[Opening GIVEN DATA section]
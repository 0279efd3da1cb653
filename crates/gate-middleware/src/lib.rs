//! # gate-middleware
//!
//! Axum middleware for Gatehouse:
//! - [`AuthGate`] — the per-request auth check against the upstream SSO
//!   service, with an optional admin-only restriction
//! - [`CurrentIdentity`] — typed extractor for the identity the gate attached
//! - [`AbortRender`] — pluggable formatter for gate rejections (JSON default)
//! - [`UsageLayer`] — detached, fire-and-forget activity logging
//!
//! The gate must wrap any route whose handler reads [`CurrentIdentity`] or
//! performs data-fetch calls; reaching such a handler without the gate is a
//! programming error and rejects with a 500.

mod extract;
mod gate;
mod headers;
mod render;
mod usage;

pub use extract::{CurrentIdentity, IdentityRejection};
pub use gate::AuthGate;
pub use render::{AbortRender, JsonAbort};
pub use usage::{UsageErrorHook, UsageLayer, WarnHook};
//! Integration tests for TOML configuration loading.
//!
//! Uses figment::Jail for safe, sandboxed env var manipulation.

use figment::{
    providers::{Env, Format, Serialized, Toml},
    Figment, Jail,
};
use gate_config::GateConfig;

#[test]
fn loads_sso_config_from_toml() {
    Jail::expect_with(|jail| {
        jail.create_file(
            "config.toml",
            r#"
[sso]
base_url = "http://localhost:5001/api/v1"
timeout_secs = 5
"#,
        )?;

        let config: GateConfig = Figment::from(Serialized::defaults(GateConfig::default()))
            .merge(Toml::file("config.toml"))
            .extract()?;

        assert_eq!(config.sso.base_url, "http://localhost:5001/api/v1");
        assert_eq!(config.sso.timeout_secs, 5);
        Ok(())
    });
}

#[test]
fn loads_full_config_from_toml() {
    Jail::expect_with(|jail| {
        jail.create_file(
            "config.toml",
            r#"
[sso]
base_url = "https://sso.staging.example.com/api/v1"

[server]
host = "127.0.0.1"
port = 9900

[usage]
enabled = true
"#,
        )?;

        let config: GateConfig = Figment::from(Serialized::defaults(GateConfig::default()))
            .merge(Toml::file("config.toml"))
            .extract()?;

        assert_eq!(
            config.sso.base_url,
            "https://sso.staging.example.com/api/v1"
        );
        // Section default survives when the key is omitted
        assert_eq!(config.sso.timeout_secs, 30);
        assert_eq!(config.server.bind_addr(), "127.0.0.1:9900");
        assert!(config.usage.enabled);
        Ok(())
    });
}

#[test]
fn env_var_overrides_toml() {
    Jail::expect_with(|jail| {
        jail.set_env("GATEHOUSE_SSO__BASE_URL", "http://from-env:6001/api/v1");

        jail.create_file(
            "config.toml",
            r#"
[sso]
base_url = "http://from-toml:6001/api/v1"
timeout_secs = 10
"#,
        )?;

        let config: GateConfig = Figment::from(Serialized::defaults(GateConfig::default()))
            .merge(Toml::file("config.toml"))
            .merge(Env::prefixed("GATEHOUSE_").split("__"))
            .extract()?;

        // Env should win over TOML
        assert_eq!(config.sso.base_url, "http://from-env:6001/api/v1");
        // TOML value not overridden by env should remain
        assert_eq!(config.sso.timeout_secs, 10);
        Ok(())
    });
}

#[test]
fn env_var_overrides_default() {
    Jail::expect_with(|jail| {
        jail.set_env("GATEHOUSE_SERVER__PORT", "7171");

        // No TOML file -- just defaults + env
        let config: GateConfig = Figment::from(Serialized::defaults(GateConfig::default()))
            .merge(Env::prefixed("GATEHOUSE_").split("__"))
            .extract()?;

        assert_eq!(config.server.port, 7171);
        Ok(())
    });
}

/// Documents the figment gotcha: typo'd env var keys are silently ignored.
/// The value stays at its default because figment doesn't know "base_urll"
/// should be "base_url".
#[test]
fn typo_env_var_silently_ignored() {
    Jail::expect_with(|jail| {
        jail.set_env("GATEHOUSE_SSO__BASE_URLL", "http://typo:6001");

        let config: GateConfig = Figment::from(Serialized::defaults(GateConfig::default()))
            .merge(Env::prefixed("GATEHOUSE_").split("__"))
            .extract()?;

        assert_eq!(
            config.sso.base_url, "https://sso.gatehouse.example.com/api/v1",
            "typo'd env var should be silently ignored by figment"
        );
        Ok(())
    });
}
[Closing GIVEN DATA section]
[Opening GIVEN DATA section]
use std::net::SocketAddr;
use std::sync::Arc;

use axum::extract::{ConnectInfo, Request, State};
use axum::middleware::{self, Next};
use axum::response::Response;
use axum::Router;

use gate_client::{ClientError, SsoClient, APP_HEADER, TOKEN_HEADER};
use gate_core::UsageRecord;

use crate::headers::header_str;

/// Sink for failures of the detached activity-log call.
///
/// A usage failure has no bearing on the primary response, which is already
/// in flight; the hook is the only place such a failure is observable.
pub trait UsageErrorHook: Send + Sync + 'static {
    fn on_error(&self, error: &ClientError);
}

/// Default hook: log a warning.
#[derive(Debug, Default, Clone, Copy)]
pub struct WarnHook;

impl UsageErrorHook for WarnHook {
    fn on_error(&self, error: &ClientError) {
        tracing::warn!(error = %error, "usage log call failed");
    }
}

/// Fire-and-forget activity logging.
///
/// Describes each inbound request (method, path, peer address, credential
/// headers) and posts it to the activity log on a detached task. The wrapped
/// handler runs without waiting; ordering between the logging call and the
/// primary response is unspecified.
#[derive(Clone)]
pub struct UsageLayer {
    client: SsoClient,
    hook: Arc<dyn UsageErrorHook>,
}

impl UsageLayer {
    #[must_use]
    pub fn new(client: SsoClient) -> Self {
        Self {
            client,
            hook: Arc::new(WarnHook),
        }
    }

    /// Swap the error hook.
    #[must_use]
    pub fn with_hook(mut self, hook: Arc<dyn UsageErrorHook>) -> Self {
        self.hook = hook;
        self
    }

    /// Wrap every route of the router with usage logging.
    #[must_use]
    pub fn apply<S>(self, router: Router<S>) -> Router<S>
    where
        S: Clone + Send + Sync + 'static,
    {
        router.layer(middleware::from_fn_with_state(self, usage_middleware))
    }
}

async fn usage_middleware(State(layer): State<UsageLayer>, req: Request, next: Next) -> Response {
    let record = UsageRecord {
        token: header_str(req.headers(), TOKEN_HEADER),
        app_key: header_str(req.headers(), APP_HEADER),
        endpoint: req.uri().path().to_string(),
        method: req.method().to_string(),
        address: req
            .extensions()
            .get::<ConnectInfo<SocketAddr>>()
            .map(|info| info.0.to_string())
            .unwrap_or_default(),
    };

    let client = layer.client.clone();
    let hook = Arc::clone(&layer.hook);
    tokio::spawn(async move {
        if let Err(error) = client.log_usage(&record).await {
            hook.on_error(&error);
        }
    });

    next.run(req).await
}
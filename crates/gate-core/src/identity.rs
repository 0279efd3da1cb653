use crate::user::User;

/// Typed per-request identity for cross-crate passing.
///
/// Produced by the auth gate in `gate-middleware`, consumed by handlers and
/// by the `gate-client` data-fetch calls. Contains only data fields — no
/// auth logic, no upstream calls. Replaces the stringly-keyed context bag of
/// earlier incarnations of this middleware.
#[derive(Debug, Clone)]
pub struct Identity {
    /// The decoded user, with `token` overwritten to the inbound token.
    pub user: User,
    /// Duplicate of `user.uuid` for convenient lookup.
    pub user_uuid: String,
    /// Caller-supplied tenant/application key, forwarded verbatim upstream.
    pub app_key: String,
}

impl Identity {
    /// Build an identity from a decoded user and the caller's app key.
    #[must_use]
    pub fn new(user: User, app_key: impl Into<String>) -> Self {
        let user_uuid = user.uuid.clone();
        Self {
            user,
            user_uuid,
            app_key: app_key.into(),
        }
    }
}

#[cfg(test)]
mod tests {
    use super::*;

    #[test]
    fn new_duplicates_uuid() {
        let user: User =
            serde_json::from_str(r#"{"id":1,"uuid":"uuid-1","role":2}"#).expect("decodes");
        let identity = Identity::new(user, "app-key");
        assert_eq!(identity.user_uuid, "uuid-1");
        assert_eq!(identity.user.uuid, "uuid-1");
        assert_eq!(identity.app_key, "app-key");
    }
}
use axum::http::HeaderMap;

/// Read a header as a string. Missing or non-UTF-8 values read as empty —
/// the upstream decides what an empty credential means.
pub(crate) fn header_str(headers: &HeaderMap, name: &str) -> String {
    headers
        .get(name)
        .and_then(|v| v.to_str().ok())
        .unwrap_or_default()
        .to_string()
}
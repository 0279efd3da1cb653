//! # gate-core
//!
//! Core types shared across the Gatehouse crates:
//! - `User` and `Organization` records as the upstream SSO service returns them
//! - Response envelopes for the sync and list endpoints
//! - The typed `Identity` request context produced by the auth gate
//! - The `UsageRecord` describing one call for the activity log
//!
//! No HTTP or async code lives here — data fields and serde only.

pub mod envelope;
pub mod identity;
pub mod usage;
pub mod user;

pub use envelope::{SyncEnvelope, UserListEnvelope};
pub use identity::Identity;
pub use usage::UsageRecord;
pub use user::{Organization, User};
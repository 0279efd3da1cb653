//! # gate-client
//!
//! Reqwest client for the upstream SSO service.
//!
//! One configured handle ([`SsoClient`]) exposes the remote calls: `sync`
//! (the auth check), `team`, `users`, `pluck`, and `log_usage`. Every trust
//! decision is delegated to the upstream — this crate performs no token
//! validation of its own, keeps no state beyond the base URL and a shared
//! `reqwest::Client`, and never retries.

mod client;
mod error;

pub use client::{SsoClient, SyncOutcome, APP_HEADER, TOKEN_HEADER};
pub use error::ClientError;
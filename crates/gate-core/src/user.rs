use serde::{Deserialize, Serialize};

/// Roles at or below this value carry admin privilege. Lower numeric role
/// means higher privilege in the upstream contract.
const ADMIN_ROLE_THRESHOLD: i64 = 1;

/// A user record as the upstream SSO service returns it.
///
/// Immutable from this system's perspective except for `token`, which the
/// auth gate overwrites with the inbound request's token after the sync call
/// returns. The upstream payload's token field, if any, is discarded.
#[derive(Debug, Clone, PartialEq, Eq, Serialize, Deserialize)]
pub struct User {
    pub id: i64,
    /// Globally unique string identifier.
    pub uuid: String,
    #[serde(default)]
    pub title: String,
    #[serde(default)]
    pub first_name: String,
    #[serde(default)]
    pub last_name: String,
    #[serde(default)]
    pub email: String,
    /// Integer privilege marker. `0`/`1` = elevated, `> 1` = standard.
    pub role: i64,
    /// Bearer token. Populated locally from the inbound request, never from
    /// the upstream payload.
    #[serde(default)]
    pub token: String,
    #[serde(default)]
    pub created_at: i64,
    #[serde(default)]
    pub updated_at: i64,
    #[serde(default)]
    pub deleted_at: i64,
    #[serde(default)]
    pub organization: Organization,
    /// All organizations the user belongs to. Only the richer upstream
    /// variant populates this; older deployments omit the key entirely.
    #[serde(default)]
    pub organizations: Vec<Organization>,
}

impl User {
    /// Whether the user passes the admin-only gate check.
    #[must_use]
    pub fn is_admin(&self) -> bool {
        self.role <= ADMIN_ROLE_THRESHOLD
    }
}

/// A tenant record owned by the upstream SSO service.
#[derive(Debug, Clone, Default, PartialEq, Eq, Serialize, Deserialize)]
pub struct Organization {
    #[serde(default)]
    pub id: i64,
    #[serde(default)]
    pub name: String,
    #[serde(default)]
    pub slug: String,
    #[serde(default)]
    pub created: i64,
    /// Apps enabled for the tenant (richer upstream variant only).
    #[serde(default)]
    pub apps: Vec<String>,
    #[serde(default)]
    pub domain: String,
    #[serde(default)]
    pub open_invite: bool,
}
[Closing GIVEN DATA section]
[Opening GIVEN DATA section]
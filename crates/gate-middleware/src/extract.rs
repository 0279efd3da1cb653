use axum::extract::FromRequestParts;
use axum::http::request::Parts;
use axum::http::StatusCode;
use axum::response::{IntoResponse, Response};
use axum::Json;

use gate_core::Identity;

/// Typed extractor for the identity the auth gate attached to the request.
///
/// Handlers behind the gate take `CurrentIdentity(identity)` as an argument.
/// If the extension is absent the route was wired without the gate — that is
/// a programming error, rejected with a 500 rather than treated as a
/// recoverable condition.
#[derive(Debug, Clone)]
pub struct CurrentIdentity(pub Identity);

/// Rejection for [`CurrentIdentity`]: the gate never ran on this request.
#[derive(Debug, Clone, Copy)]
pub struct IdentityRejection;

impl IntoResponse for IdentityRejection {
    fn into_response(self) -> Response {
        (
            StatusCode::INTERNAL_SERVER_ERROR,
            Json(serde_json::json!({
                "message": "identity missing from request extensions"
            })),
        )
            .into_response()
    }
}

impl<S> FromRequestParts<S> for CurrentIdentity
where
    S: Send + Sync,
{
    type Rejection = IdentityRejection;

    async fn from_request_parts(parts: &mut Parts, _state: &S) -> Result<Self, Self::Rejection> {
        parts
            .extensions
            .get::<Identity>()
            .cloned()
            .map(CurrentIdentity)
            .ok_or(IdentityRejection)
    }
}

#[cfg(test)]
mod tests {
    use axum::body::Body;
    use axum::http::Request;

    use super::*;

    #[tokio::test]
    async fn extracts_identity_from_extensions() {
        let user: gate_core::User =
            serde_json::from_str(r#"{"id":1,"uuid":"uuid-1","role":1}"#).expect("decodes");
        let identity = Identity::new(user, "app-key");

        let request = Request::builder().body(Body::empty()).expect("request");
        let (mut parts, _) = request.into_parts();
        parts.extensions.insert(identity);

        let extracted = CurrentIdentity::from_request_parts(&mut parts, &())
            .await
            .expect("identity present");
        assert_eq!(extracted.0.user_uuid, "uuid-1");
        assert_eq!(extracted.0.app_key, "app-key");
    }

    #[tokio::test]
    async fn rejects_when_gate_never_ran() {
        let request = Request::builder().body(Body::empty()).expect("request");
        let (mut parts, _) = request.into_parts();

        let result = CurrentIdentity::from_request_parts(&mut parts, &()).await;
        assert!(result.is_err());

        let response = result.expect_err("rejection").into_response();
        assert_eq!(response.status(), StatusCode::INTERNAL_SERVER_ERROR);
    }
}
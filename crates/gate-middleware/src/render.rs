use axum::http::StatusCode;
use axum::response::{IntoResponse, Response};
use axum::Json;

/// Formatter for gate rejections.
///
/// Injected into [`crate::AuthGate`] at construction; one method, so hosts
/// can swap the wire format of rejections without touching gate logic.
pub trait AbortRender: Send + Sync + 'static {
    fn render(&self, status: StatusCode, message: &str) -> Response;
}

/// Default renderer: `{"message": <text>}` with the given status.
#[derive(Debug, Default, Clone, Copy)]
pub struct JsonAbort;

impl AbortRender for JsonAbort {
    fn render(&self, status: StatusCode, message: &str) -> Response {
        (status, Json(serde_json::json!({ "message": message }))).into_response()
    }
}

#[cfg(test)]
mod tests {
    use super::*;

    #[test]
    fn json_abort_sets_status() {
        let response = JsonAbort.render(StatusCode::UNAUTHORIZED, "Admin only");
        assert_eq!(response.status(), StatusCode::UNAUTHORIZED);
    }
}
[Closing GIVEN DATA section]
TASK:
Look through the data above. Find each line with the string "decoded" and copy it.

ANSWER SECTION:
    /// The decoded user, with `token` overwritten to the inbound token.
    /// Build an identity from a decoded user and the caller's app key.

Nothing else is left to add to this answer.